Screen printing as a holistic manufacturing method for multifunctional microsystems and microreactors

• Published in: Journal of micromechanics and microengineering Vol. 19; no. 11; pp. 115007 - 115007 (8)
• Main Authors: Bejarano, D, Lozano, P, Mata, D, Cito, S, Constantí, M, Katakis, I
• Format: Journal Article
• Language: English
• Published: Bristol IOP Publishing 01.11.2009; Institute of Physics
• Subjects: Applied fluid mechanics; Applied sciences; Biological and medical sciences; Biosensors; Biotechnology; Exact sciences and technology; Fluid dynamics; Fluidics; Fundamental and applied biological sciences. Psychology; Fundamental areas of phenomenology (including applications); Instruments, apparatus, components and techniques common to several branches of physics and astronomy; Mechanical engineering. Machine design; Mechanical instruments, equipment and techniques; Methods. Procedures.

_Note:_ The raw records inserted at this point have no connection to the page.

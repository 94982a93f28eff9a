//! End-to-end dispatch behavior: dedup, retry backoff, disable, phantom
//! flagging, breaker, and durability across a process restart.

use chrono::Utc;
use marshal::agent::AgentRole;
use marshal::core::{ScheduleEvent, TaskStatus, TriggerKind};
use marshal::orchestration::{SchedulerEvent, Verdict};

use crate::fixtures::{target, Harness};

#[test]
fn enqueue_is_idempotent_within_dedup_window() {
    let h = Harness::new();
    let at = Utc::now() + chrono::Duration::seconds(30);
    let first = h
        .scheduler
        .enqueue(target("billing", AgentRole::Developer), at, None, "check in")
        .unwrap();
    let second = h
        .scheduler
        .enqueue(
            target("billing", AgentRole::Developer),
            at + chrono::Duration::seconds(20),
            None,
            "check in",
        )
        .unwrap();

    assert_eq!(first, second);
    assert_eq!(h.scheduler.list(None, None).unwrap().len(), 1);
}

#[test]
fn failed_sends_back_off_then_disable_with_notification() {
    let mut h = Harness::new();
    h.messenger.timeout_for(AgentRole::Developer);
    let id = h
        .scheduler
        .enqueue(
            target("billing", AgentRole::Developer),
            Utc::now() - chrono::Duration::seconds(1),
            None,
            "check in",
        )
        .unwrap();

    // Three failed dispatches: rescheduled 10s, 20s, 40s out.
    for expected in [10i64, 20, 40] {
        let mut task = h.store.get_task(id).unwrap();
        task.scheduled_at = Utc::now() - chrono::Duration::seconds(1);
        h.store.update_task(&task).unwrap();
        h.scheduler.tick().unwrap();

        let task = h.store.get_task(id).unwrap();
        assert_eq!(task.status, TaskStatus::Pending);
        let delta = (task.scheduled_at - Utc::now()).num_seconds();
        assert!(
            (delta - expected).abs() <= 2,
            "expected ~{}s backoff, got {}s",
            expected,
            delta
        );
    }

    // Fourth failure exhausts the budget of 3.
    let mut task = h.store.get_task(id).unwrap();
    task.scheduled_at = Utc::now() - chrono::Duration::seconds(1);
    h.store.update_task(&task).unwrap();
    h.scheduler.tick().unwrap();

    let task = h.store.get_task(id).unwrap();
    assert!(matches!(task.status, TaskStatus::Disabled { .. }));
    assert!(h
        .drain_events()
        .iter()
        .any(|e| matches!(e, SchedulerEvent::Disabled { task_id, .. } if *task_id == id)));
    // The failure notification reached the escalation target.
    let to_pm = h.messenger.sent_to(AgentRole::ProjectManager);
    assert!(to_pm.iter().any(|m| m.contains("disabled")), "{:?}", to_pm);
    assert!(!h.store.recent_notifications(10).unwrap().is_empty());
}

#[test]
fn pending_tasks_survive_restart() {
    let h = Harness::new();
    let id = h
        .scheduler
        .enqueue(
            target("billing", AgentRole::Developer),
            Utc::now() + chrono::Duration::seconds(60),
            Some(300),
            "check in",
        )
        .unwrap();

    let reopened = h.reopen();
    let task = reopened.get_task(id).unwrap();
    assert_eq!(task.status, TaskStatus::Pending);
    assert_eq!(task.interval_secs, Some(300));
    assert_eq!(task.note, "check in");
}

#[test]
fn oracle_yes_ends_recurrence_without_a_send() {
    let mut h = Harness::new();
    h.oracle.set(Verdict::Yes, 0.9);
    let id = h
        .scheduler
        .enqueue(
            target("billing", AgentRole::Developer),
            Utc::now() - chrono::Duration::seconds(1),
            Some(300),
            "check in",
        )
        .unwrap();

    h.scheduler.tick().unwrap();

    assert_eq!(
        h.store.get_task(id).unwrap().status,
        TaskStatus::Completed
    );
    assert!(h.messenger.sent().is_empty());
    assert!(h
        .drain_events()
        .iter()
        .any(|e| matches!(e, SchedulerEvent::Completed { task_id } if *task_id == id)));
}

#[test]
fn breaker_suspends_recovery_and_escalates() {
    let mut h = Harness::new();
    for _ in 0..3 {
        h.store
            .append_schedule_event(&ScheduleEvent::new(
                "billing",
                AgentRole::Developer,
                None,
                TriggerKind::Recovery,
            ))
            .unwrap();
    }
    let id = h
        .scheduler
        .enqueue(
            target("billing", AgentRole::Developer),
            Utc::now() - chrono::Duration::seconds(1),
            None,
            "check in",
        )
        .unwrap();
    let mut task = h.store.get_task(id).unwrap();
    task.retry_count = 1;
    h.store.update_task(&task).unwrap();

    h.scheduler.tick().unwrap();

    // Parked, not dispatched, and the hub was told at EMERGENCY.
    let task = h.store.get_task(id).unwrap();
    assert_eq!(task.status, TaskStatus::Pending);
    assert!(task.scheduled_at > Utc::now() + chrono::Duration::seconds(60));
    assert!(h.messenger.sent_to(AgentRole::Developer).is_empty());
    let to_hub = h.messenger.sent_to(AgentRole::Orchestrator);
    assert!(
        to_hub.iter().any(|m| m.starts_with("[EMERGENCY]")),
        "{:?}",
        to_hub
    );
    assert!(h
        .drain_events()
        .iter()
        .any(|e| matches!(e, SchedulerEvent::BreakerOpen { project_id } if project_id == "billing")));
}

#[test]
fn disable_during_flight_wins_over_reenqueue() {
    let h = Harness::new();
    let id = h
        .scheduler
        .enqueue(
            target("billing", AgentRole::Developer),
            Utc::now() - chrono::Duration::seconds(1),
            Some(300),
            "check in",
        )
        .unwrap();
    // The operator disables before the loop reaches the task.
    let mut task = h.store.get_task(id).unwrap();
    task.disable("operator hold");
    h.store.update_task(&task).unwrap();

    h.scheduler.tick().unwrap();

    assert!(h.messenger.sent().is_empty());
    assert!(matches!(
        h.store.get_task(id).unwrap().status,
        TaskStatus::Disabled { .. }
    ));
}

#[test]
fn completion_during_flight_wins_over_reenqueue() {
    let h = Harness::new();
    let id = h
        .scheduler
        .enqueue(
            target("billing", AgentRole::Developer),
            Utc::now() - chrono::Duration::seconds(1),
            Some(300),
            "check in",
        )
        .unwrap();
    // The operator force-completes while the send is in flight; the
    // recurrence must not resurrect the task afterwards.
    let store = h.store.clone();
    h.messenger.on_next_send(move || {
        let mut task = store.get_task(id).unwrap();
        task.complete();
        store.update_task(&task).unwrap();
    });

    h.scheduler.tick().unwrap();

    assert_eq!(h.messenger.sent().len(), 1);
    assert_eq!(h.store.get_task(id).unwrap().status, TaskStatus::Completed);
}
//! Priority-routed notifications between agents.
//!
//! Every message carries a priority on a fixed ladder. CRITICAL and above
//! always land on the Orchestrator too, whether or not it was addressed.
//! A delivery that times out walks the escalation chain upward with the
//! priority bumped one step per hop, so a stuck agent cannot swallow an
//! alert. Every attempt, delivered or not, goes to the audit table.

use std::sync::Arc;
use std::time::Duration;

use crate::agent::AgentRole;
use crate::core::{ScheduleEvent, TriggerKind};
use crate::orchestration::messaging::{AgentMessenger, Delivery};
use crate::store::Store;
use crate::{mlog, mlog_debug, mlog_warn, Result};

/// The priority ladder. Ordering is total: LOW < MEDIUM < HIGH < CRITICAL
/// < EMERGENCY.
#[derive(Debug, Clone, Copy, PartialEq, Eq, PartialOrd, Ord)]
pub enum Priority {
    Low,
    Medium,
    High,
    Critical,
    Emergency,
}

impl Priority {
    pub fn as_str(&self) -> &'static str {
        match self {
            Priority::Low => "LOW",
            Priority::Medium => "MEDIUM",
            Priority::High => "HIGH",
            Priority::Critical => "CRITICAL",
            Priority::Emergency => "EMERGENCY",
        }
    }

    /// One step up the ladder; EMERGENCY stays EMERGENCY.
    pub fn bump(&self) -> Priority {
        match self {
            Priority::Low => Priority::Medium,
            Priority::Medium => Priority::High,
            Priority::High => Priority::Critical,
            Priority::Critical => Priority::Emergency,
            Priority::Emergency => Priority::Emergency,
        }
    }

    /// CRITICAL and above is always duplicated to the supervising hub.
    pub fn requires_hub(&self) -> bool {
        *self >= Priority::Critical
    }
}

impl std::fmt::Display for Priority {
    fn fmt(&self, f: &mut std::fmt::Formatter<'_>) -> std::fmt::Result {
        write!(f, "{}", self.as_str())
    }
}

pub struct NotificationRouter {
    store: Arc<Store>,
    messenger: Arc<dyn AgentMessenger>,
    send_timeout: Duration,
}

impl NotificationRouter {
    pub fn new(store: Arc<Store>, messenger: Arc<dyn AgentMessenger>, send_timeout: Duration) -> Self {
        Self {
            store,
            messenger,
            send_timeout,
        }
    }

    /// Deliver `message` to each recipient at `priority`.
    ///
    /// The effective recipient set is deduplicated and, at CRITICAL or
    /// above, always includes the Orchestrator. Each recipient gets its
    /// own escalation chain; one stuck recipient never blocks the others.
    pub fn notify(
        &self,
        project_id: &str,
        recipients: &[AgentRole],
        priority: Priority,
        message: &str,
    ) -> Result<()> {
        let mut targets: Vec<AgentRole> = Vec::new();
        for role in recipients {
            if !targets.contains(role) {
                targets.push(*role);
            }
        }
        if priority.requires_hub() && !targets.contains(&AgentRole::Orchestrator) {
            targets.push(AgentRole::Orchestrator);
        }

        mlog_debug!(
            "notify project={} priority={} recipients={:?}",
            project_id,
            priority,
            targets
        );
        for role in &targets {
            self.deliver_escalating(project_id, *role, priority, message)?;
        }
        Ok(())
    }

    /// Send to one recipient, walking the escalation chain on timeout.
    fn deliver_escalating(
        &self,
        project_id: &str,
        first: AgentRole,
        priority: Priority,
        message: &str,
    ) -> Result<()> {
        let mut role = first;
        let mut level = priority;
        loop {
            let text = format!("[{}] {}", level, message);
            let delivery =
                self.messenger
                    .send(project_id, role, 0, &text, self.send_timeout)?;
            match delivery {
                Delivery::Ack => {
                    self.store
                        .append_notification(level, &[role], message, "ack")?;
                    if level == Priority::Emergency {
                        // An emergency intervention reaching an agent is an
                        // emergency trigger of that agent; the cycle
                        // detector watches for these alternating with
                        // recovery dispatches.
                        self.store.append_schedule_event(&ScheduleEvent::new(
                            project_id,
                            role,
                            None,
                            TriggerKind::Emergency,
                        ))?;
                    }
                    return Ok(());
                }
                Delivery::Timeout => {
                    self.store
                        .append_notification(level, &[role], message, "timeout")?;
                    match role.escalation_target() {
                        Some(next) => {
                            mlog!(
                                "Notification to {} timed out; escalating to {} at {}",
                                role,
                                next,
                                level.bump()
                            );
                            role = next;
                            level = level.bump();
                        }
                        None => {
                            // Top of the chain unreachable. Nothing above
                            // to wake; the audit row is the record.
                            mlog_warn!(
                                "Notification undelivered at top of chain (project={}, priority={}): {}",
                                project_id,
                                level,
                                message
                            );
                            self.store
                                .append_notification(level, &[role], message, "undelivered")?;
                            return Ok(());
                        }
                    }
                }
            }
        }
    }

    pub fn recent(&self, limit: usize) -> Result<Vec<String>> {
        self.store.recent_notifications(limit)
    }
}

#[cfg(test)]
mod tests {
    use super::*;
    use crate::Error;
    use std::sync::Mutex;

    /// Scripted messenger: records every send and answers from a per-role
    /// script, defaulting to Ack.
    struct ScriptedMessenger {
        log: Mutex<Vec<(AgentRole, String)>>,
        timeouts: Vec<AgentRole>,
    }

    impl ScriptedMessenger {
        fn new(timeouts: Vec<AgentRole>) -> Self {
            Self {
                log: Mutex::new(Vec::new()),
                timeouts,
            }
        }

        fn sends(&self) -> Vec<(AgentRole, String)> {
            self.log.lock().unwrap().clone()
        }
    }

    impl AgentMessenger for ScriptedMessenger {
        fn send(
            &self,
            _project_id: &str,
            role: AgentRole,
            _window: u32,
            text: &str,
            _timeout: Duration,
        ) -> Result<Delivery> {
            self.log
                .lock()
                .map_err(|_| Error::Validation("poisoned".into()))?
                .push((role, text.to_string()));
            if self.timeouts.contains(&role) {
                Ok(Delivery::Timeout)
            } else {
                Ok(Delivery::Ack)
            }
        }
    }

    fn router(messenger: Arc<ScriptedMessenger>) -> (NotificationRouter, Arc<Store>) {
        let store = Arc::new(Store::open_in_memory().unwrap());
        (
            NotificationRouter::new(store.clone(), messenger, Duration::from_secs(5)),
            store,
        )
    }

    // ========== Priority Tests ==========

    #[test]
    fn test_priority_ladder_ordering() {
        assert!(Priority::Low < Priority::Medium);
        assert!(Priority::Medium < Priority::High);
        assert!(Priority::High < Priority::Critical);
        assert!(Priority::Critical < Priority::Emergency);
    }

    #[test]
    fn test_bump_saturates_at_emergency() {
        assert_eq!(Priority::High.bump(), Priority::Critical);
        assert_eq!(Priority::Emergency.bump(), Priority::Emergency);
    }

    #[test]
    fn test_hub_threshold() {
        assert!(!Priority::High.requires_hub());
        assert!(Priority::Critical.requires_hub());
        assert!(Priority::Emergency.requires_hub());
    }

    // ========== Routing Tests ==========

    #[test]
    fn test_low_priority_goes_only_to_recipient() {
        let messenger = Arc::new(ScriptedMessenger::new(vec![]));
        let (router, _) = router(messenger.clone());
        router
            .notify("billing", &[AgentRole::Developer], Priority::Low, "build green")
            .unwrap();

        let sends = messenger.sends();
        assert_eq!(sends.len(), 1);
        assert_eq!(sends[0].0, AgentRole::Developer);
        assert!(sends[0].1.starts_with("[LOW] "));
    }

    #[test]
    fn test_critical_duplicates_to_orchestrator() {
        let messenger = Arc::new(ScriptedMessenger::new(vec![]));
        let (router, _) = router(messenger.clone());
        router
            .notify(
                "billing",
                &[AgentRole::Ops],
                Priority::Critical,
                "deployment report overruled",
            )
            .unwrap();

        let roles: Vec<AgentRole> = messenger.sends().iter().map(|(r, _)| *r).collect();
        assert_eq!(roles, vec![AgentRole::Ops, AgentRole::Orchestrator]);
    }

    #[test]
    fn test_critical_to_orchestrator_not_duplicated() {
        let messenger = Arc::new(ScriptedMessenger::new(vec![]));
        let (router, _) = router(messenger.clone());
        router
            .notify("billing", &[AgentRole::Orchestrator], Priority::Emergency, "breaker open")
            .unwrap();
        assert_eq!(messenger.sends().len(), 1);
    }

    #[test]
    fn test_duplicate_recipients_collapse() {
        let messenger = Arc::new(ScriptedMessenger::new(vec![]));
        let (router, _) = router(messenger.clone());
        router
            .notify(
                "billing",
                &[AgentRole::Tester, AgentRole::Tester],
                Priority::Medium,
                "rerun flake suite",
            )
            .unwrap();
        assert_eq!(messenger.sends().len(), 1);
    }

    // ========== Escalation Tests ==========

    #[test]
    fn test_timeout_escalates_up_chain_with_bump() {
        // Developer and ProjectManager both unresponsive; Orchestrator acks.
        let messenger = Arc::new(ScriptedMessenger::new(vec![
            AgentRole::Developer,
            AgentRole::ProjectManager,
        ]));
        let (router, store) = router(messenger.clone());
        router
            .notify("billing", &[AgentRole::Developer], Priority::High, "merge conflict")
            .unwrap();

        let sends = messenger.sends();
        assert_eq!(sends.len(), 3);
        assert_eq!(sends[0].0, AgentRole::Developer);
        assert!(sends[0].1.starts_with("[HIGH] "));
        assert_eq!(sends[1].0, AgentRole::ProjectManager);
        assert!(sends[1].1.starts_with("[CRITICAL] "));
        assert_eq!(sends[2].0, AgentRole::Orchestrator);
        assert!(sends[2].1.starts_with("[EMERGENCY] "));

        // Three audit rows: two timeouts and a final ack.
        let audit = store.recent_notifications(10).unwrap();
        assert_eq!(audit.len(), 3);
    }

    #[test]
    fn test_emergency_delivery_recorded_as_trigger() {
        let messenger = Arc::new(ScriptedMessenger::new(vec![]));
        let (router, store) = router(messenger);
        router
            .notify("billing", &[AgentRole::Ops], Priority::Emergency, "rollback now")
            .unwrap();

        let since = chrono::Utc::now() - chrono::Duration::seconds(30);
        let ops_events = store
            .events_for_target_since("billing", AgentRole::Ops, since)
            .unwrap();
        assert_eq!(ops_events.len(), 1);
        assert_eq!(ops_events[0].trigger_kind, TriggerKind::Emergency);
    }

    #[test]
    fn test_chain_exhaustion_records_undelivered() {
        let messenger = Arc::new(ScriptedMessenger::new(vec![AgentRole::Orchestrator]));
        let (router, store) = router(messenger.clone());
        router
            .notify("billing", &[AgentRole::Orchestrator], Priority::High, "hub check")
            .unwrap();

        let audit = store.recent_notifications(10).unwrap();
        // One timeout row plus the undelivered terminal row.
        assert_eq!(audit.len(), 2);
        assert!(audit[0].contains("undelivered"));
    }
}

Technologies; Micromechanical devices and systems; Physics; Precision engineering, watch making; Various methods and equipments; Biotechnology; Process planning; System on a chip; Optimization; Serigraphy; Design process; Experimental design; Injection molding; Fluidic control; Microreactor; Photolithography; Microfluidics; Fluidics
• ISSN: 0960-1317; 1361-6439
• DOI: 10.1088/0960-1317/19/11/115007

Microsystems are commonly manufactured by photolithographic or injection moulding techniques in a variety of realizations and on almost any material. A perennial problem in the manufacturing of microsystems is the difficulty to obtain hybrid devices that incorporate distinct materials with different functionalities. In most of the cases, cumbersome prototyping and high investment needed for manufacturing are additional problems that add to the cost of the final product. Such drawbacks are true not only for lab-on-a-chip but also for certain microreactor applications. Most importantly, in many commercial applications where an intermediate product between full fluidics control and a 'strip' is needed, such restraints prohibit the feasibility of reduction to practice. Screen printing on the other hand is a low cost technique that has been used for years in mass producing two-dimensional low cost reproductions of a mask pattern for circuits and art incorporates prototyping in production and allows the use of an almost limitless variety of materials as 'inks'. In this work it is demonstrated that taking advantage of the deposited ink's three-dimensional nature, screen printing can be used as a versatile and low cost technique for the fabrication of microchannels. Microchannels with dimensions in the order of 100 mum were fabricated that could readily incorporate functionalities through the choice of the materials used to create the microstructure. Variables have been investigated through a factorial experimental design as important process parameters that affect the resolution and print thickness of the resulting microchannels that incorporate electroactive elements. Such studies can lead to the optimization of the process for custom applications.